§ RECORDS PROVIDED
═══

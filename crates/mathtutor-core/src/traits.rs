//! Trait definitions for the two external collaborators: the generation
//! service and the problem store.
//!
//! Implementations live in `mathtutor-providers` and `mathtutor-store`.

use async_trait::async_trait;
use serde::{Deserialize, Serialize};

use crate::model::{ProblemSession, SessionId, Submission};

// ---------------------------------------------------------------------------
// Generation service
// ---------------------------------------------------------------------------

/// A hosted text-generation backend.
#[async_trait]
pub trait LlmProvider: Send + Sync {
    /// Human-readable provider name (e.g. "gemini").
    fn name(&self) -> &str;

    /// Generate free-form text from a prompt.
    async fn generate(&self, request: &GenerateRequest) -> anyhow::Result<GenerateResponse>;

    /// List models known to this provider.
    fn available_models(&self) -> Vec<ModelInfo>;
}

/// Request to generate text.
#[derive(Debug, Clone, Serialize, Deserialize)]
pub struct GenerateRequest {
    /// Model identifier (e.g. "gemini-2.5-flash").
    pub model: String,
    /// The user prompt.
    pub prompt: String,
    /// Optional system prompt.
    #[serde(default)]
    pub system_prompt: Option<String>,
    /// Maximum tokens to generate.
    pub max_tokens: u32,
    /// Sampling temperature.
    pub temperature: f64,
}

/// Response from a generation request.
#[derive(Debug, Clone, Serialize, Deserialize)]
pub struct GenerateResponse {
    /// The raw generated text. No structure is guaranteed.
    pub text: String,
    /// Model that actually generated the response.
    pub model: String,
    /// Token usage.
    pub token_usage: TokenUsage,
    /// Latency in milliseconds.
    pub latency_ms: u64,
}

/// Token accounting reported by a provider.
#[derive(Debug, Clone, Copy, Default, PartialEq, Eq, Serialize, Deserialize)]
pub struct TokenUsage {
    pub prompt_tokens: u32,
    pub completion_tokens: u32,
    pub total_tokens: u32,
}

/// Information about an available model.
#[derive(Debug, Clone, Serialize, Deserialize)]
pub struct ModelInfo {
    /// Model identifier.
    pub id: String,
    /// Human-readable model name.
    pub name: String,
    /// Provider name.
    pub provider: String,
    /// Maximum context window size in tokens.
    pub max_context: u32,
}

// ---------------------------------------------------------------------------
// Problem store
// ---------------------------------------------------------------------------

/// Persistent record store for sessions and submissions.
///
/// Sessions are keyed uniquely by id; submissions are append-only.
#[async_trait]
pub trait ProblemStore: Send + Sync {
    /// Persist a new session. Fails if the id is already taken.
    async fn insert_session(&self, session: &ProblemSession) -> anyhow::Result<()>;

    /// Look up a session. `Ok(None)` means no such session.
    async fn fetch_session(&self, id: &SessionId) -> anyhow::Result<Option<ProblemSession>>;

    /// Append a submission.
    async fn insert_submission(&self, submission: &Submission) -> anyhow::Result<()>;

    /// All submissions for a session, oldest first.
    async fn list_submissions(&self, id: &SessionId) -> anyhow::Result<Vec<Submission>>;
}
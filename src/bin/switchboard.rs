use clap::{command, Parser, Subcommand};
use std::{path::PathBuf, sync::Arc};
use switchboard::{config::SwitchboardConfig, i18n::I18n, Error, Registry};
use tracing::{debug, info};
use tracing_subscriber::EnvFilter;

#[derive(Parser)]
#[command(author, version, about, long_about = None)]
struct Cli {
    /// Path to config file
    #[arg(short, long, default_value = "switchboard.json")]
    config: PathBuf,

    /// Enable debug mode
    #[arg(short, long)]
    verbose: bool,

    #[command(subcommand)]
    command: Commands,
}

#[derive(Subcommand)]
enum Commands {
    /// Translate a key with the configured translations
    Translate {
        key: String,

        /// Language to translate into, the configured default otherwise
        #[arg(short, long)]
        lang: Option<String>,

        /// Namespace holding the key
        #[arg(short, long)]
        ns: Option<String>,

        /// Interpolation option as name=value, may be repeated
        #[arg(short, long = "opt", value_parser = parse_option)]
        opts: Vec<(String, String)>,
    },
}

fn parse_option(s: &str) -> Result<(String, String), String> {
    s.split_once('=')
        .map(|(name, value)| (name.to_string(), value.to_string()))
        .ok_or_else(|| format!("expected name=value, got '{s}'"))
}

fn run(cli: &Cli) -> Result<(), Error> {
    let config = if cli.config.exists() {
        SwitchboardConfig::from_file(&cli.config)?
    } else {
        SwitchboardConfig::default()
    };
    info!("config loaded.");
    debug!("config: {:?}", config);

    let registry = Arc::new(Registry::new());
    config.apply(&registry)?;

    match &cli.command {
        Commands::Translate {
            key,
            lang,
            ns,
            opts,
        } => {
            let i18n = I18n::new(&registry)?;
            if let Some(lang) = lang {
                i18n.change_language(lang);
            }
            let options: Vec<(&str, &str)> = opts
                .iter()
                .map(|(name, value)| (name.as_str(), value.as_str()))
                .collect();
            let translation = match ns {
                Some(ns) => i18n.namespace(ns)?.t(key, &options),
                None => i18n.t(key, &options),
            };
            println!("{translation}");
        }
    }
    Ok(())
}

fn main() {
    let cli = Cli::parse();

    let filter = if cli.verbose {
        EnvFilter::new("debug")
    } else {
        EnvFilter::from_default_env()
    };
    tracing_subscriber::fmt()
        .with_env_filter(filter)
        .with_writer(std::io::stderr)
        .init();

    if let Err(e) = run(&cli) {
        eprintln!("Error: {}", e);
        std::process::exit(1);
    }
}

═══

§ ABOUT THIS TASK
Everything in the material above should be output exactly.

§ EXERCISE SOLUTION
filename crates/mathtutor-core/src/traits.rs
//! Trait definitions for the two external collaborators: the generation
//! service and the problem store.
//!
//! Implementations live in `mathtutor-providers` and `mathtutor-store`.

use async_trait::async_trait;
use serde::{Deserialize, Serialize};

use crate::model::{ProblemSession, SessionId, Submission};

// ---------------------------------------------------------------------------
// Generation service
// ---------------------------------------------------------------------------

/// A hosted text-generation backend.
#[async_trait]
pub trait LlmProvider: Send + Sync {
    /// Human-readable provider name (e.g. "gemini").
    fn name(&self) -> &str;

    /// Generate free-form text from a prompt.
    async fn generate(&self, request: &GenerateRequest) -> anyhow::Result<GenerateResponse>;

    /// List models known to this provider.
    fn available_models(&self) -> Vec<ModelInfo>;
}

/// Request to generate text.
#[derive(Debug, Clone, Serialize, Deserialize)]
pub struct GenerateRequest {
    /// Model identifier (e.g. "gemini-2.5-flash").
    pub model: String,
    /// The user prompt.
    pub prompt: String,
    /// Optional system prompt.
    #[serde(default)]
    pub system_prompt: Option<String>,
    /// Maximum tokens to generate.
    pub max_tokens: u32,
    /// Sampling temperature.
    pub temperature: f64,
}

/// Response from a generation request.
#[derive(Debug, Clone, Serialize, Deserialize)]
pub struct GenerateResponse {
    /// The raw generated text. No structure is guaranteed.
    pub text: String,
    /// Model that actually generated the response.
    pub model: String,
    /// Token usage.
    pub token_usage: TokenUsage,
    /// Latency in milliseconds.
    pub latency_ms: u64,
}

/// Token accounting reported by a provider.
#[derive(Debug, Clone, Copy, Default, PartialEq, Eq, Serialize, Deserialize)]
pub struct TokenUsage {
    pub prompt_tokens: u32,
    pub completion_tokens: u32,
    pub total_tokens: u32,
}

/// Information about an available model.
#[derive(Debug, Clone, Serialize, Deserialize)]
pub struct ModelInfo {
    /// Model identifier.
    pub id: String,
    /// Human-readable model name.
    pub name: String,
    /// Provider name.
    pub provider: String,
    /// Maximum context window size in tokens.
    pub max_context: u32,
}

// ---------------------------------------------------------------------------
// Problem store
// ---------------------------------------------------------------------------

/// Persistent record store for sessions and submissions.
///
/// Sessions are keyed uniquely by id; submissions are append-only.
#[async_trait]
pub trait ProblemStore: Send + Sync {
    /// Persist a new session. Fails if the id is already taken.
    async fn insert_session(&self, session: &ProblemSession) -> anyhow::Result<()>;

    /// Look up a session. `Ok(None)` means no such session.
    async fn fetch_session(&self, id: &SessionId) -> anyhow::Result<Option<ProblemSession>>;

    /// Append a submission.
    async fn insert_submission(&self, submission: &Submission) -> anyhow::Result<()>;

    /// All submissions for a session, oldest first.
    async fn list_submissions(&self, id: &SessionId) -> anyhow::Result<Vec<Submission>>;
}
filename src/bin/switchboard.rs
use clap::{command, Parser, Subcommand};
use std::{path::PathBuf, sync::Arc};
use switchboard::{config::SwitchboardConfig, i18n::I18n, Error, Registry};
use tracing::{debug, info};
use tracing_subscriber::EnvFilter;

#[derive(Parser)]
#[command(author, version, about, long_about = None)]
struct Cli {
    /// Path to config file
    #[arg(short, long, default_value = "switchboard.json")]
    config: PathBuf,

    /// Enable debug mode
    #[arg(short, long)]
    verbose: bool,

    #[command(subcommand)]
    command: Commands,
}

#[derive(Subcommand)]
enum Commands {
    /// Translate a key with the configured translations
    Translate {
        key: String,

        /// Language to translate into, the configured default otherwise
        #[arg(short, long)]
        lang: Option<String>,

        /// Namespace holding the key
        #[arg(short, long)]
        ns: Option<String>,

        /// Interpolation option as name=value, may be repeated
        #[arg(short, long = "opt", value_parser = parse_option)]
        opts: Vec<(String, String)>,
    },
}

fn parse_option(s: &str) -> Result<(String, String), String> {
    s.split_once('=')
        .map(|(name, value)| (name.to_string(), value.to_string()))
        .ok_or_else(|| format!("expected name=value, got '{s}'"))
}

fn run(cli: &Cli) -> Result<(), Error> {
    let config = if cli.config.exists() {
        SwitchboardConfig::from_file(&cli.config)?
    } else {
        SwitchboardConfig::default()
    };
    info!("config loaded.");
    debug!("config: {:?}", config);

    let registry = Arc::new(Registry::new());
    config.apply(&registry)?;

    match &cli.command {
        Commands::Translate {
            key,
            lang,
            ns,
            opts,
        } => {
            let i18n = I18n::new(&registry)?;
            if let Some(lang) = lang {
                i18n.change_language(lang);
            }
            let options: Vec<(&str, &str)> = opts
                .iter()
                .map(|(name, value)| (name.as_str(), value.as_str()))
                .collect();
            let translation = match ns {
                Some(ns) => i18n.namespace(ns)?.t(key, &options),
                None => i18n.t(key, &options),
            };
            println!("{translation}");
        }
    }
    Ok(())
}

fn main() {
    let cli = Cli::parse();

    let filter = if cli.verbose {
        EnvFilter::new("debug")
    } else {
        EnvFilter::from_default_env()
    };
    tracing_subscriber::fmt()
        .with_env_filter(filter)
        .with_writer(std::io::stderr)
        .init();

    if let Err(e) = run(&cli) {
        eprintln!("Error: {}", e);
        std::process::exit(1);
    }
}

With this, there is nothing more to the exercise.